ABOUT THIS TASK
Determine how many lines below contain the word "status", then state only that figure.

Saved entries
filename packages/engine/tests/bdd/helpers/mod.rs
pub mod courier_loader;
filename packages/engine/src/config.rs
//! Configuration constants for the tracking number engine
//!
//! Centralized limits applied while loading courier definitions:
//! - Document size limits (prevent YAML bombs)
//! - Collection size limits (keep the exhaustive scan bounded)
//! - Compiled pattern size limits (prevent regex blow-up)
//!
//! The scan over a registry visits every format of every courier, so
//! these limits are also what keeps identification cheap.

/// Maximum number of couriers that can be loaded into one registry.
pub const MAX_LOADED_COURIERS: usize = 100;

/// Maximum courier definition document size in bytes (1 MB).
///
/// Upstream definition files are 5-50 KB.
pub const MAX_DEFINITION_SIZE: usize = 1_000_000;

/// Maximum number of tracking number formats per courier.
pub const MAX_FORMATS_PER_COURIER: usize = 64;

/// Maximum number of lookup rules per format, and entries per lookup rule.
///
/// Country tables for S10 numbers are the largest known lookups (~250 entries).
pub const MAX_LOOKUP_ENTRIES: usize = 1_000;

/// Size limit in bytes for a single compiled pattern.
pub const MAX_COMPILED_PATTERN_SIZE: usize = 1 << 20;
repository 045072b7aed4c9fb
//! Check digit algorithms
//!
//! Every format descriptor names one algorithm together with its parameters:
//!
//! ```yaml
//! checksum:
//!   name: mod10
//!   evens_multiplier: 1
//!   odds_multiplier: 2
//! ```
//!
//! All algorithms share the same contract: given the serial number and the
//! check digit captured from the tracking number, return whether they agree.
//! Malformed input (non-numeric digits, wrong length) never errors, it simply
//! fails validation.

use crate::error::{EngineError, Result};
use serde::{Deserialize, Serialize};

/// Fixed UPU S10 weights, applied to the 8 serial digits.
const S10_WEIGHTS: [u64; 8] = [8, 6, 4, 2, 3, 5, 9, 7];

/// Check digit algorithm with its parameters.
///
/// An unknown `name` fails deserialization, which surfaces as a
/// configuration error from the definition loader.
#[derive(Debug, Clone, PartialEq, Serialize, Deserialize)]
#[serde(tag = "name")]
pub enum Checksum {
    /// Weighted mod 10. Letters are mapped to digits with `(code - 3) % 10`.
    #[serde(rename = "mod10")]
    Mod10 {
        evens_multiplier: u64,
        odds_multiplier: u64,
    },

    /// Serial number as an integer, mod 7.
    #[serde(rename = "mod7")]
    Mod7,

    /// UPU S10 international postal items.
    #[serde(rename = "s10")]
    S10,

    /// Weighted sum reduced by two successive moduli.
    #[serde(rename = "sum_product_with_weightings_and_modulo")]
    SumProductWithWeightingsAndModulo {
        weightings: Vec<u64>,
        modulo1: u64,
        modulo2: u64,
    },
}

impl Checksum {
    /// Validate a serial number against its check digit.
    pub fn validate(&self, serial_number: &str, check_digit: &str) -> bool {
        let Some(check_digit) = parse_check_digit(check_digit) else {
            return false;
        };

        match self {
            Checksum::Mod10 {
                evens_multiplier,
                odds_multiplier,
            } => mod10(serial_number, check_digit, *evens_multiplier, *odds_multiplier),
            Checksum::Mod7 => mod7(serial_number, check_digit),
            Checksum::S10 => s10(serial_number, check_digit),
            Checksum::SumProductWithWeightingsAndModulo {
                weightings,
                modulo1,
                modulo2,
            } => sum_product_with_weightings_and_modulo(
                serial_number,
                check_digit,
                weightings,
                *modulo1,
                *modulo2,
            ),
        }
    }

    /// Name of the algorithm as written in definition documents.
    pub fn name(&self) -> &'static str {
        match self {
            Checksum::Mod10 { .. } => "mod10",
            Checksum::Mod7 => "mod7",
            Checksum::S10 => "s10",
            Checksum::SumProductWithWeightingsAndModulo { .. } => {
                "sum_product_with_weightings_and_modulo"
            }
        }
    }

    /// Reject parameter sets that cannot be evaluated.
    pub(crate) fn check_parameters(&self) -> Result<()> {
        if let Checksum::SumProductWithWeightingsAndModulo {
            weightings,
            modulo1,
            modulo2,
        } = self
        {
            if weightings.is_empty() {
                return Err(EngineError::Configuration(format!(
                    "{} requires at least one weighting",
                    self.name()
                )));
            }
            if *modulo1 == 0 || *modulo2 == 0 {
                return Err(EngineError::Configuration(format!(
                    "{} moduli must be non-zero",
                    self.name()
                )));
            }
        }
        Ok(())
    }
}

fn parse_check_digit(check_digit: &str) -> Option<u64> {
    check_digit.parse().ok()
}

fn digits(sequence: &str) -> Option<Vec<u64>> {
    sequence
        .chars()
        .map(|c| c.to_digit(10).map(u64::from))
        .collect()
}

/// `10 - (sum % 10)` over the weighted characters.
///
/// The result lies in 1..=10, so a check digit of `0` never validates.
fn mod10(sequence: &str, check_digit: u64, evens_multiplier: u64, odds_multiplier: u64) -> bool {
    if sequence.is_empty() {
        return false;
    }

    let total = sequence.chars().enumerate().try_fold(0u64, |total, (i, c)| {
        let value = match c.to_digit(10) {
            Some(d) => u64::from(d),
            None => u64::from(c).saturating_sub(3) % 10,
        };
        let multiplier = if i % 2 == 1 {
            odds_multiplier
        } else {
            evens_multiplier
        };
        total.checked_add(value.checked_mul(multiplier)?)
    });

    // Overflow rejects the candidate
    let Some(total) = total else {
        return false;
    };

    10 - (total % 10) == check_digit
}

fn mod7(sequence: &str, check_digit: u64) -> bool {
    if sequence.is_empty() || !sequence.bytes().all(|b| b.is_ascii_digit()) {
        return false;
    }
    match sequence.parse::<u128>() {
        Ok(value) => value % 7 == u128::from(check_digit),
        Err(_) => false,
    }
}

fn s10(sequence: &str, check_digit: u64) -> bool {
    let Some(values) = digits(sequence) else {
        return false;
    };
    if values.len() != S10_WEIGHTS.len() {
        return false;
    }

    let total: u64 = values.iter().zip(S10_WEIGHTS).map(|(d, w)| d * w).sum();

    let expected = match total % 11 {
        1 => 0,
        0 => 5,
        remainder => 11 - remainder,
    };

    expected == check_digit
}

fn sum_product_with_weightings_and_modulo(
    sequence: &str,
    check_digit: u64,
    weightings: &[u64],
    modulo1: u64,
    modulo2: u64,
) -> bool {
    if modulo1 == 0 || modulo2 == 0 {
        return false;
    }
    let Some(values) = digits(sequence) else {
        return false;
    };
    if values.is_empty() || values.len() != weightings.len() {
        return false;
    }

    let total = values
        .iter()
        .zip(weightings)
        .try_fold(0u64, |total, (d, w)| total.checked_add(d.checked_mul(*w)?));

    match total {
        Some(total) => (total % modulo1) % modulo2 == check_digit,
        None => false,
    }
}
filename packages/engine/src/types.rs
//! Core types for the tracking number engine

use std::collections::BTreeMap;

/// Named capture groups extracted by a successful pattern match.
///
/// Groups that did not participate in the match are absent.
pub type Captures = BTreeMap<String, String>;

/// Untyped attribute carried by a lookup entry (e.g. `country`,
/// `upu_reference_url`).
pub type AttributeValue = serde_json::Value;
...
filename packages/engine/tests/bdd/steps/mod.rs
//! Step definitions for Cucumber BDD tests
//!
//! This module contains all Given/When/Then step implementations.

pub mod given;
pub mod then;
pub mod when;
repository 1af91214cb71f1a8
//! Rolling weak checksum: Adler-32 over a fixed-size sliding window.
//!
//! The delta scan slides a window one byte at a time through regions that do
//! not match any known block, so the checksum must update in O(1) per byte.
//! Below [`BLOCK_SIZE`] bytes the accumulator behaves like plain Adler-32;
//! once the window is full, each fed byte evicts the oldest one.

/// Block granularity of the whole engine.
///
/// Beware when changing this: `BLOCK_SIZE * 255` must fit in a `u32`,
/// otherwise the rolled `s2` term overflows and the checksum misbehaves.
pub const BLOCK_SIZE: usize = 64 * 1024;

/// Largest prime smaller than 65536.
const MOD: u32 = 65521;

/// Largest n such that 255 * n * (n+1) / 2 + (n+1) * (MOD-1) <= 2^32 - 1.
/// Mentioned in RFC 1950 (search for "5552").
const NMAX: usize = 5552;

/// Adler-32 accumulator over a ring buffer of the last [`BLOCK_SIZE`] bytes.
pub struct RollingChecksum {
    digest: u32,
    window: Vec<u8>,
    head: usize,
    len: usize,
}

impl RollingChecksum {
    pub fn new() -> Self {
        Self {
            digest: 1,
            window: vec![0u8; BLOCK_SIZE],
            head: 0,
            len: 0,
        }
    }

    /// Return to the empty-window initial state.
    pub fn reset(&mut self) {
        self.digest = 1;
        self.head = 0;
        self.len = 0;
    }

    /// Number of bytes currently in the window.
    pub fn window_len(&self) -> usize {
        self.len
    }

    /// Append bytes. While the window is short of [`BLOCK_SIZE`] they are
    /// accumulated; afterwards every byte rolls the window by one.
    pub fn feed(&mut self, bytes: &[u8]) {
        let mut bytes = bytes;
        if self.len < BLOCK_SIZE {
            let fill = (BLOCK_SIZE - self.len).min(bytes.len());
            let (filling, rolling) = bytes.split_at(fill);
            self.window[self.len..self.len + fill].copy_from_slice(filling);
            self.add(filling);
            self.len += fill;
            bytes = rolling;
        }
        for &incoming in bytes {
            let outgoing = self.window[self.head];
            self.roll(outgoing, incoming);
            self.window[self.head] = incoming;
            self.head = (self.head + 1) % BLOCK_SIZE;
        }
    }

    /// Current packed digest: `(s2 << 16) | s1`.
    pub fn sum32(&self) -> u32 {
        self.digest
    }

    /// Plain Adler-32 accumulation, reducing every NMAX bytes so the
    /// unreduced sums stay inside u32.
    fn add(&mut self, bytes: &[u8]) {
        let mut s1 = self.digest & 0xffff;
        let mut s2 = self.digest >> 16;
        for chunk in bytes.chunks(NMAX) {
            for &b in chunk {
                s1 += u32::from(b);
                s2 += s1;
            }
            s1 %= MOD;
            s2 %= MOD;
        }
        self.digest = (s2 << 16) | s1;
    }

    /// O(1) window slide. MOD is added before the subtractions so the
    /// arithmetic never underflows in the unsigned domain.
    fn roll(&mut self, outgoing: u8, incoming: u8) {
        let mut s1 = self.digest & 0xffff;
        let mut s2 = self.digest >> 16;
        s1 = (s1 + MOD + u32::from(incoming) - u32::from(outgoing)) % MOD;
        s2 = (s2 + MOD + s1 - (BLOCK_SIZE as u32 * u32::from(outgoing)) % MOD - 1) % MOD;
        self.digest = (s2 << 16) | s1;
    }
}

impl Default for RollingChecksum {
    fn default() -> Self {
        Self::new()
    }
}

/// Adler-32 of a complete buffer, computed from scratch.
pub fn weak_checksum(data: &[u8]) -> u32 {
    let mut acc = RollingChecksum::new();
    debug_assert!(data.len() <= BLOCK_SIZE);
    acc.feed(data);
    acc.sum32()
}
* * *
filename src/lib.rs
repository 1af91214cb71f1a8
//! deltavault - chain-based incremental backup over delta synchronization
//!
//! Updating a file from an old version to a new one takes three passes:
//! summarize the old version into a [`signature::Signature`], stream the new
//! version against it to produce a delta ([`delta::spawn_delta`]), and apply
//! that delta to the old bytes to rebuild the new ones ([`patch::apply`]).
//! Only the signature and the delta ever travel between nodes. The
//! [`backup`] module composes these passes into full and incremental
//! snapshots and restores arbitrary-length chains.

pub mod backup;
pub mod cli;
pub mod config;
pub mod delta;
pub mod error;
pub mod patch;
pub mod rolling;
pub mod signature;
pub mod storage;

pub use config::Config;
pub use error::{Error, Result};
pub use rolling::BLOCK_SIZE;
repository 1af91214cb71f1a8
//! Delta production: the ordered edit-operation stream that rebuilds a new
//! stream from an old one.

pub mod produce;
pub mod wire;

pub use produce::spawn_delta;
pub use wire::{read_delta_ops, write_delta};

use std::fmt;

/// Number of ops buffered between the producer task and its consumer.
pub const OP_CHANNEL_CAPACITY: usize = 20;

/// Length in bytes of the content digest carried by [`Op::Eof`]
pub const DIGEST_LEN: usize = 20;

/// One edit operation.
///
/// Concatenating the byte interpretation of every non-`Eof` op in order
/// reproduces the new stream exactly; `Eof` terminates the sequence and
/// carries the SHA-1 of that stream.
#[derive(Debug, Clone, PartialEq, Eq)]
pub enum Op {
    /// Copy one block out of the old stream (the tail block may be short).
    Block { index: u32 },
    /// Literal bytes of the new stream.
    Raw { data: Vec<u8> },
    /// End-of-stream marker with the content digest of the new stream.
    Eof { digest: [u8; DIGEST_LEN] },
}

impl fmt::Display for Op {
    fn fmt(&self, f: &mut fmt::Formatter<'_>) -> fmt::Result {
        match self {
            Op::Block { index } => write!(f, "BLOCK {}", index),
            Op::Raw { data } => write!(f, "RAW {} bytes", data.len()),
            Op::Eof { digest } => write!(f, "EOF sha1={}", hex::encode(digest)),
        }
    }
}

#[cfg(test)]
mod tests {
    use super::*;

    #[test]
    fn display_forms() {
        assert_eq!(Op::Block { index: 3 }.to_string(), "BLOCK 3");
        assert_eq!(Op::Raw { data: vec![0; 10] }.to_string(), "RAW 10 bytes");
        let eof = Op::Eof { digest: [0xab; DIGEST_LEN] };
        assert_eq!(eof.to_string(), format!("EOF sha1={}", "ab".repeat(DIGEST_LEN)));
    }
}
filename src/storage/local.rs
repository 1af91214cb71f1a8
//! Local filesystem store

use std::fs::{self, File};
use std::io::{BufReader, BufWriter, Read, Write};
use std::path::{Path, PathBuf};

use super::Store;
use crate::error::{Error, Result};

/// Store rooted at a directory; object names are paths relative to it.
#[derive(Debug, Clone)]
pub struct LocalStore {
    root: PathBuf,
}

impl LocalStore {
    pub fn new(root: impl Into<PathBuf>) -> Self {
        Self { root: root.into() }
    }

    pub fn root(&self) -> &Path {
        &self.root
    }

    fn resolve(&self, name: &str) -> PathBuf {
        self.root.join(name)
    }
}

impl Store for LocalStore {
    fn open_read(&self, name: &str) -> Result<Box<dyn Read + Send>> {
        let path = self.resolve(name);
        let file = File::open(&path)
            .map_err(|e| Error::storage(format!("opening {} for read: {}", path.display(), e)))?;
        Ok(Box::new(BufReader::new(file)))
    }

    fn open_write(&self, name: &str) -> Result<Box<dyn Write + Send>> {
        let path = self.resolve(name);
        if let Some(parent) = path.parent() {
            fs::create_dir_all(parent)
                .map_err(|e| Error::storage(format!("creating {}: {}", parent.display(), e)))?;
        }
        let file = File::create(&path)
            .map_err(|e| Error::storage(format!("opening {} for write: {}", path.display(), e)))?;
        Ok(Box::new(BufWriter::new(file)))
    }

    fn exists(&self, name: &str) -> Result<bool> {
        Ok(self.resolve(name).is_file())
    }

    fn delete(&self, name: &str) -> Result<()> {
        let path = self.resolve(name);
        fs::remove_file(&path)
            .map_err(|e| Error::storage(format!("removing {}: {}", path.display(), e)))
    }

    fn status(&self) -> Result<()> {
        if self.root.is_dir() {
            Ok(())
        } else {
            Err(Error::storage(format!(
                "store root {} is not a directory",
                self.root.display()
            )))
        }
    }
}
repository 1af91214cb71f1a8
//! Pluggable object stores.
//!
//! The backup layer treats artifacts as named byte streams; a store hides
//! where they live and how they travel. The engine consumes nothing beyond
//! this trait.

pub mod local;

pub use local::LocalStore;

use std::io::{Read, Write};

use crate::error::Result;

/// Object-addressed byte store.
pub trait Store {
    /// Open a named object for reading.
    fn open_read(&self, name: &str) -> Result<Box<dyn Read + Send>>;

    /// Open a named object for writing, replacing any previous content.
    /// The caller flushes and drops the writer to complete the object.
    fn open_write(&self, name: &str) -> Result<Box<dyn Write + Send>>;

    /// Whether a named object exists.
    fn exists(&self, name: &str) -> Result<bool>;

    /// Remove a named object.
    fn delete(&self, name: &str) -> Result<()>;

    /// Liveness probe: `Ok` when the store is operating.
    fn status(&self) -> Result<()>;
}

PROBLEM SOLUTION
2